▶ **DESCRIPTION OF THE TASK**
Collect the lines of the entries where "Copy" shows up.

++++++

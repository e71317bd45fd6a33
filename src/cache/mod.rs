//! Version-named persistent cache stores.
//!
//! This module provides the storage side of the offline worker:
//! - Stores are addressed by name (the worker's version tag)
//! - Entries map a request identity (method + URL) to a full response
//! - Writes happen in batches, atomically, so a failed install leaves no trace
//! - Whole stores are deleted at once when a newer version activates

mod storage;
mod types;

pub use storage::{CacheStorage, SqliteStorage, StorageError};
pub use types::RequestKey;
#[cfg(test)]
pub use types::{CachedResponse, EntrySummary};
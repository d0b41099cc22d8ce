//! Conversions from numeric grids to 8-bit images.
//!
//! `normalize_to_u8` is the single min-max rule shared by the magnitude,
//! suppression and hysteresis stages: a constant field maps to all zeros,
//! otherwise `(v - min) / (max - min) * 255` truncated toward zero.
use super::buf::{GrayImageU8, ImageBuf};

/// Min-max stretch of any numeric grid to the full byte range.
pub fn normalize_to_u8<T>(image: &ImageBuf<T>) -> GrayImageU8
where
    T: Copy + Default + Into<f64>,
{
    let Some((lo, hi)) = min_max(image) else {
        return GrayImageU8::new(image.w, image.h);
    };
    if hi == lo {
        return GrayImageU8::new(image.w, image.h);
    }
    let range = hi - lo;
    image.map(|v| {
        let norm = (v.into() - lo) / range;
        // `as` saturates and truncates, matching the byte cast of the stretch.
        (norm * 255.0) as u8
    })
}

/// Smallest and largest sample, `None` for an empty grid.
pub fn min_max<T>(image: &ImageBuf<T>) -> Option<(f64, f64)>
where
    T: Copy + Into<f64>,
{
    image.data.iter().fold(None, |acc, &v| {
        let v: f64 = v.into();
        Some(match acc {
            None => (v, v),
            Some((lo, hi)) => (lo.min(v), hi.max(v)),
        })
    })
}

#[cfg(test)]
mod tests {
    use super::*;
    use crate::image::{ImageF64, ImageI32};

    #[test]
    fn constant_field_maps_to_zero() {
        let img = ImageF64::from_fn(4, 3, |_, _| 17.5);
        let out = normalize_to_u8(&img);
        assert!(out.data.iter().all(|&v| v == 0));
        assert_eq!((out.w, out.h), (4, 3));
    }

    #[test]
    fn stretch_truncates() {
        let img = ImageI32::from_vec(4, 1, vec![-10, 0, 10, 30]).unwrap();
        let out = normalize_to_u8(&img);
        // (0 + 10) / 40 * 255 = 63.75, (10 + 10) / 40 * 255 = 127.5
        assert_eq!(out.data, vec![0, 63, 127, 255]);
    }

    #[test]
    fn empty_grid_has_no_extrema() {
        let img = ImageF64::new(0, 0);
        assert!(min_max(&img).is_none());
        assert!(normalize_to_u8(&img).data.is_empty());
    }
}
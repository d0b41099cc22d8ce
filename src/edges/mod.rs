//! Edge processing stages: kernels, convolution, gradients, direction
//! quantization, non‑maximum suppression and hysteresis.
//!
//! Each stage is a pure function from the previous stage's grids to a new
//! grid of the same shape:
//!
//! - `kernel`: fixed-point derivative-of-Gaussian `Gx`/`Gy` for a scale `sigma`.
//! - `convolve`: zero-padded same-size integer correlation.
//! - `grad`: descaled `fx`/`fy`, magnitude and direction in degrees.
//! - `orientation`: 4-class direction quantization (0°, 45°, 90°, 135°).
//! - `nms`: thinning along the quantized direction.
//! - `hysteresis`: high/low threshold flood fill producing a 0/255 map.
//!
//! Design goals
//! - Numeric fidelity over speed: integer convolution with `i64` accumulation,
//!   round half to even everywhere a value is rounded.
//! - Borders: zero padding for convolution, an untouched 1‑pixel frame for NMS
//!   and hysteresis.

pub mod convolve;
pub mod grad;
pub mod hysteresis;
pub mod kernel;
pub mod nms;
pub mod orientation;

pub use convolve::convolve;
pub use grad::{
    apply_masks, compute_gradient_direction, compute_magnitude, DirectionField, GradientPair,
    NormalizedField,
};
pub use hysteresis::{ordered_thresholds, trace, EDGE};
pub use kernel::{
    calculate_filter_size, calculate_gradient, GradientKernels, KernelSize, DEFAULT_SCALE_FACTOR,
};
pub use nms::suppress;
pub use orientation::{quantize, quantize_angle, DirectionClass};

++++++

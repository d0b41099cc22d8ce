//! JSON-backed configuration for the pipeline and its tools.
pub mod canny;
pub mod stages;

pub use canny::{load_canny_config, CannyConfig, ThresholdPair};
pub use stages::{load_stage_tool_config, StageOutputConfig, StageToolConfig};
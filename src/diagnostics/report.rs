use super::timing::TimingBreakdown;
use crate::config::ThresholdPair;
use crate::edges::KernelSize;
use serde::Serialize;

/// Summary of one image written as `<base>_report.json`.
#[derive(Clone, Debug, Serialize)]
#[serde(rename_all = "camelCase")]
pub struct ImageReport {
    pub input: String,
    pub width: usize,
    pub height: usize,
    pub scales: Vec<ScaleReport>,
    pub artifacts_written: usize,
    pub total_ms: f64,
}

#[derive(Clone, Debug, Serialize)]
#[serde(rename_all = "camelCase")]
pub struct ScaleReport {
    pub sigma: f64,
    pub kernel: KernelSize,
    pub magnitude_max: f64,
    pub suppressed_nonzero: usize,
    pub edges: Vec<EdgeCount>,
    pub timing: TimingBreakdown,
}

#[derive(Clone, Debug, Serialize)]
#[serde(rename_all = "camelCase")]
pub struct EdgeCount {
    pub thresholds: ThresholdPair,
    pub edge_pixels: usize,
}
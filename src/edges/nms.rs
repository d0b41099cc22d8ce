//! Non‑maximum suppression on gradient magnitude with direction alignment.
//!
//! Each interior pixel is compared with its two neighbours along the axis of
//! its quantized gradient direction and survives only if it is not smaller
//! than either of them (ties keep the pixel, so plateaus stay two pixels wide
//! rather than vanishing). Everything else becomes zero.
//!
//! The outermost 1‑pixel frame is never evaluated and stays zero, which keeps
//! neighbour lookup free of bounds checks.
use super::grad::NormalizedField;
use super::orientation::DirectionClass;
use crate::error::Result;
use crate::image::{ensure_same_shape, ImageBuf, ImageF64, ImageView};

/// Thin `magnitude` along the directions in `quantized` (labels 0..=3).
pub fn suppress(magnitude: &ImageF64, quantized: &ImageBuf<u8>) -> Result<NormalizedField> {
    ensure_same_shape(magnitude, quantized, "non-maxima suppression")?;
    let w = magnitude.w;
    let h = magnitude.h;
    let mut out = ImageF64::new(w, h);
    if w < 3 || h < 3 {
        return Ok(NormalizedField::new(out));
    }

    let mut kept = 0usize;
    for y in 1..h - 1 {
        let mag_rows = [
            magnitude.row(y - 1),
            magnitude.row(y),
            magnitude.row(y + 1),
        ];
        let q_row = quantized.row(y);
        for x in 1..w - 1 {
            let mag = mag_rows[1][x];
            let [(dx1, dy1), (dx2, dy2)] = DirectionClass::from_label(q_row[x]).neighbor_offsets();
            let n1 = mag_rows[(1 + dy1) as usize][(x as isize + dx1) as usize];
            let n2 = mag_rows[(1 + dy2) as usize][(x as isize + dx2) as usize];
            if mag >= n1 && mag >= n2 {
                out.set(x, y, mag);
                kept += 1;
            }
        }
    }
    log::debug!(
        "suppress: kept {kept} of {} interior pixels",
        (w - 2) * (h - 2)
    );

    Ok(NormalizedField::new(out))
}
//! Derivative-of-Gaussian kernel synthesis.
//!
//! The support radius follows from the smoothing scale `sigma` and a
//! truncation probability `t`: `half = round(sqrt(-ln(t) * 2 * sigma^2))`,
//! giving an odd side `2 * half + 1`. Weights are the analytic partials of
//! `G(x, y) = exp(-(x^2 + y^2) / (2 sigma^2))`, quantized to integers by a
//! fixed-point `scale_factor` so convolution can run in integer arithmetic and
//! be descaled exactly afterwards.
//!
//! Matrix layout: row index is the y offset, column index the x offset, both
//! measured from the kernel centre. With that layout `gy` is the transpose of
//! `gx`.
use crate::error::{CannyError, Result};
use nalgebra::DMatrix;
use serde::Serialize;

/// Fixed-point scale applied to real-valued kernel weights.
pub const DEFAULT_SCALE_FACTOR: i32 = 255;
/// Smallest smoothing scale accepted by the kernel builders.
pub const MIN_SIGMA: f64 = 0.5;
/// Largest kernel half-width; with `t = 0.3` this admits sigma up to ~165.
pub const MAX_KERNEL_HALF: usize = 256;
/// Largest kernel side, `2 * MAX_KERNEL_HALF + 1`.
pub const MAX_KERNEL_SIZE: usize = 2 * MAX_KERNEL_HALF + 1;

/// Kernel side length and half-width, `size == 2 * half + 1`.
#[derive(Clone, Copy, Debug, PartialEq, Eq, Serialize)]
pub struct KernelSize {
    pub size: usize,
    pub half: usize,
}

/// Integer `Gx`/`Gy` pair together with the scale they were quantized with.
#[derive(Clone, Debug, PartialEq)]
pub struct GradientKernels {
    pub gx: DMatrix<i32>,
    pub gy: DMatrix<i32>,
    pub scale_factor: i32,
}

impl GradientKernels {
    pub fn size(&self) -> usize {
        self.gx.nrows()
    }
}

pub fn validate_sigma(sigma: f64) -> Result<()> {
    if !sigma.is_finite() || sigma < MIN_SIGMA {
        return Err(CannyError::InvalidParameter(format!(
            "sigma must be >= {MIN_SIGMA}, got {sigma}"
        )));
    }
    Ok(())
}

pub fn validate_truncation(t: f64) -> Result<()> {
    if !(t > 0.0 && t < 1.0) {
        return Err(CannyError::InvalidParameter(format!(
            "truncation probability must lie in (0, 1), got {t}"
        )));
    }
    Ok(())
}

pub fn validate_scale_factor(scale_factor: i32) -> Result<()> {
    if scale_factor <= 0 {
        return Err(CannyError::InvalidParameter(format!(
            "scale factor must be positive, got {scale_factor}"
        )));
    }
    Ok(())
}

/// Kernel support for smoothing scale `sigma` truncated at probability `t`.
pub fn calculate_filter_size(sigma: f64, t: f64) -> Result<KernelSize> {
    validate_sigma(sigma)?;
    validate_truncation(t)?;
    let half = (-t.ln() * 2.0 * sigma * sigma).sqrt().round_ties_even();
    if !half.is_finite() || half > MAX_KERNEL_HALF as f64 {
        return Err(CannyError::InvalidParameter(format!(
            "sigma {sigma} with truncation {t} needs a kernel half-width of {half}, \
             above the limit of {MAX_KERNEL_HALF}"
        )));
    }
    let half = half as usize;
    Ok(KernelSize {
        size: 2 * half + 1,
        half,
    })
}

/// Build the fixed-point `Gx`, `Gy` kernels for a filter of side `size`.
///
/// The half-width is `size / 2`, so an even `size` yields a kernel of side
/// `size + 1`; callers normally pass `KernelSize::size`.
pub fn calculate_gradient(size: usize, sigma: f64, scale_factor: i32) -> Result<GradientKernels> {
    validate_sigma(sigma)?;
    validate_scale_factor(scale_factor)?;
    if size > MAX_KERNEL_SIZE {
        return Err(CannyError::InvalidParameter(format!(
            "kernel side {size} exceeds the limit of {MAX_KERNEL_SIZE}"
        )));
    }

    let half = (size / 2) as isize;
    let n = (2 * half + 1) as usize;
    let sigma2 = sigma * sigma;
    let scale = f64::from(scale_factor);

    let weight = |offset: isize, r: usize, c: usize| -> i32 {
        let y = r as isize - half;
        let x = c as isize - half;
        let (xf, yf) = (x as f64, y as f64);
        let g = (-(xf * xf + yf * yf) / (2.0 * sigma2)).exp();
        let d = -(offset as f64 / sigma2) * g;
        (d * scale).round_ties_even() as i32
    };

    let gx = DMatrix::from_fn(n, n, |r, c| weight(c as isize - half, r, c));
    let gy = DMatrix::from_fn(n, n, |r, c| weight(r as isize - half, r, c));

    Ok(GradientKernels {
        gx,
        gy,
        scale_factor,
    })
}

++++++

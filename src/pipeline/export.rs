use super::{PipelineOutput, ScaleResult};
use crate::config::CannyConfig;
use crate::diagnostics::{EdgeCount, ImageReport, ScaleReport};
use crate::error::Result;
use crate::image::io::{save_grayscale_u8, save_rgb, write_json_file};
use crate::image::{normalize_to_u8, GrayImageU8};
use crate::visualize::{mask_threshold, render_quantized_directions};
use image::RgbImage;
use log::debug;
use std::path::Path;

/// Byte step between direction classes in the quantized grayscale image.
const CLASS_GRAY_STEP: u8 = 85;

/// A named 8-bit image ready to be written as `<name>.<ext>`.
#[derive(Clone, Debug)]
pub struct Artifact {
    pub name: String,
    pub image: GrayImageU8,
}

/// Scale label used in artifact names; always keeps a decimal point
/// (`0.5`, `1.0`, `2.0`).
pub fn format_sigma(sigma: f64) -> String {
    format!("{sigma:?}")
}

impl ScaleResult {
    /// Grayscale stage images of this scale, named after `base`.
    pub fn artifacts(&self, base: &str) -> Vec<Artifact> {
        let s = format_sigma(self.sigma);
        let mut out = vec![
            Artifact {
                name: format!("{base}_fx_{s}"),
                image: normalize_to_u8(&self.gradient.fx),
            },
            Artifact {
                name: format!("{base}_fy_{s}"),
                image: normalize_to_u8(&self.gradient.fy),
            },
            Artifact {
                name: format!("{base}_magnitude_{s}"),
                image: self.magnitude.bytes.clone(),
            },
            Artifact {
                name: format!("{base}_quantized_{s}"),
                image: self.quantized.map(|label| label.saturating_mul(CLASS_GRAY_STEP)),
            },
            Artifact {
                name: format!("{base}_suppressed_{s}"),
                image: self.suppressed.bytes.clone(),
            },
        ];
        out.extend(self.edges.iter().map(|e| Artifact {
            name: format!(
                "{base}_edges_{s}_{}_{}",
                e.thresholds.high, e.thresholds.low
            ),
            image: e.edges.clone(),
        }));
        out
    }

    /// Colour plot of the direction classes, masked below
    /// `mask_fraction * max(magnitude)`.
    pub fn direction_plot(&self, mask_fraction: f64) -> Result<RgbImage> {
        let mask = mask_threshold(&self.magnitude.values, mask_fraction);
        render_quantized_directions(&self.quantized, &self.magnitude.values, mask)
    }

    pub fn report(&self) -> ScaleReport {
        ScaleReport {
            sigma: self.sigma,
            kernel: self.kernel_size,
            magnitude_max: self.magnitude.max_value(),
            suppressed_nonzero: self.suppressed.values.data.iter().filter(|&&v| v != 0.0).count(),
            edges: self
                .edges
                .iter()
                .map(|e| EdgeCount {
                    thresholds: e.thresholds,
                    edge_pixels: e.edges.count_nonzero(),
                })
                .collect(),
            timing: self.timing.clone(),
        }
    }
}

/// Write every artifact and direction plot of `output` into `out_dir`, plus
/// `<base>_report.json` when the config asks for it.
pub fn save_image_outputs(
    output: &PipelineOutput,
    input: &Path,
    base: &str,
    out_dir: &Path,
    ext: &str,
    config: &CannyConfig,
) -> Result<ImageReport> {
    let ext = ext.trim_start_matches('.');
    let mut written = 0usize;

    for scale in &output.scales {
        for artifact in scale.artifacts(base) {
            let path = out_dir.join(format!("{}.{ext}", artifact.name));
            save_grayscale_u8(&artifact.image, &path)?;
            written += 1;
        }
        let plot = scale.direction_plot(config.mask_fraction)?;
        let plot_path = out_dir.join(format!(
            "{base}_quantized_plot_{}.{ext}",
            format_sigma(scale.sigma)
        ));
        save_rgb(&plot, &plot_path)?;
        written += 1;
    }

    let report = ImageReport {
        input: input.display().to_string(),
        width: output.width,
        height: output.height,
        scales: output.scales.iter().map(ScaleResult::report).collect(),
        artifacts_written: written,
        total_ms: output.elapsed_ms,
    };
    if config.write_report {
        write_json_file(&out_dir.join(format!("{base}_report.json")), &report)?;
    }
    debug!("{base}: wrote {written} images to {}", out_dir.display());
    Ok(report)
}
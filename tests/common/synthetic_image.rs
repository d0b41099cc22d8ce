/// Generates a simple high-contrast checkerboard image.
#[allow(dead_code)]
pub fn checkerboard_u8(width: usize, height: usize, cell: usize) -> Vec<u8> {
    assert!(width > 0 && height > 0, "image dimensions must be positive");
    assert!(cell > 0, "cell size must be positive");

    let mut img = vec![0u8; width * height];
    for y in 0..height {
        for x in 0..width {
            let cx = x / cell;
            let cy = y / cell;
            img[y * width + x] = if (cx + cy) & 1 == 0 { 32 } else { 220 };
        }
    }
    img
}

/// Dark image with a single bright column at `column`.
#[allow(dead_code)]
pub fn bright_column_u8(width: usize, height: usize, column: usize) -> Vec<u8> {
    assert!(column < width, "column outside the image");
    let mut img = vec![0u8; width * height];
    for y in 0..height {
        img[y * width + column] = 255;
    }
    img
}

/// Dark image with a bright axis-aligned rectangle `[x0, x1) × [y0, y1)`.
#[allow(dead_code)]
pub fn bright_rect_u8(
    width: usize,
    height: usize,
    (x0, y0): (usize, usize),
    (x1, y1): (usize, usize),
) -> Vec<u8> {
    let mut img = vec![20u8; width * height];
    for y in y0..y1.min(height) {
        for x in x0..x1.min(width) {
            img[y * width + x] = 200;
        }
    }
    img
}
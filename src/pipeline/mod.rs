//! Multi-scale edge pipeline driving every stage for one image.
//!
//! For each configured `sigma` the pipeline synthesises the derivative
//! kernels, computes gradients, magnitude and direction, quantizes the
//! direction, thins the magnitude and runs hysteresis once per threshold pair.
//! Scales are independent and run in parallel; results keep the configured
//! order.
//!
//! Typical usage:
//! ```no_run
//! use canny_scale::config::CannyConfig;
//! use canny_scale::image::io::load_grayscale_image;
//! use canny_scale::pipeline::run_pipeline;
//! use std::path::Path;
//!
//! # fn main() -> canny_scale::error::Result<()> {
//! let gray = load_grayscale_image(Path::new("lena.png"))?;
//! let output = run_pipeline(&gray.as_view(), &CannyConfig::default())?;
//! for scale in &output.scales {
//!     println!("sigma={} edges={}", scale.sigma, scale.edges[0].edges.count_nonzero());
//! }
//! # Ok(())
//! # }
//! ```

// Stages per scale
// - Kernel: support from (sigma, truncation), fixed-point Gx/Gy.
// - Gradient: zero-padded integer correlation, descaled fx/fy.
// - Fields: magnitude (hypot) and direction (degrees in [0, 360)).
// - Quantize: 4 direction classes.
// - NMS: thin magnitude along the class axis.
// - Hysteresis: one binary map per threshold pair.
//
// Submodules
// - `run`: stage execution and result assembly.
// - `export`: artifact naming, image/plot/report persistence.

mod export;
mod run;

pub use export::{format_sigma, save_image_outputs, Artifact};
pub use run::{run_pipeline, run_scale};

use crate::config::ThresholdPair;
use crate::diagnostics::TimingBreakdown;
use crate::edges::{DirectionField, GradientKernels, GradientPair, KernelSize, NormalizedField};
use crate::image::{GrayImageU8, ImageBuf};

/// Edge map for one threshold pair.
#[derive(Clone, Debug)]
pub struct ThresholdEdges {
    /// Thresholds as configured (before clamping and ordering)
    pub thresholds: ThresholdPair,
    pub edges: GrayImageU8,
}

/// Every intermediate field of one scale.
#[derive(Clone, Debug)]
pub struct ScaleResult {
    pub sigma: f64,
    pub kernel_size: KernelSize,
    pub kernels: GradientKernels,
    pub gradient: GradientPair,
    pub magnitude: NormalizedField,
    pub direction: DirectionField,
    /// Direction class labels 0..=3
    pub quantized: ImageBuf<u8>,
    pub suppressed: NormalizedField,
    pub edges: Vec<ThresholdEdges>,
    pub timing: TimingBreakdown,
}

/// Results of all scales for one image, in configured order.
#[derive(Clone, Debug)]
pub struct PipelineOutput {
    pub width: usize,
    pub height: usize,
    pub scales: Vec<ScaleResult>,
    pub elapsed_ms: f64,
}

++++++

▶ **TASK ANSWER**
    T: Copy + Default + Into<f64>,
    T: Copy + Into<f64>,
#[derive(Clone, Copy, Debug, PartialEq, Eq, Serialize)]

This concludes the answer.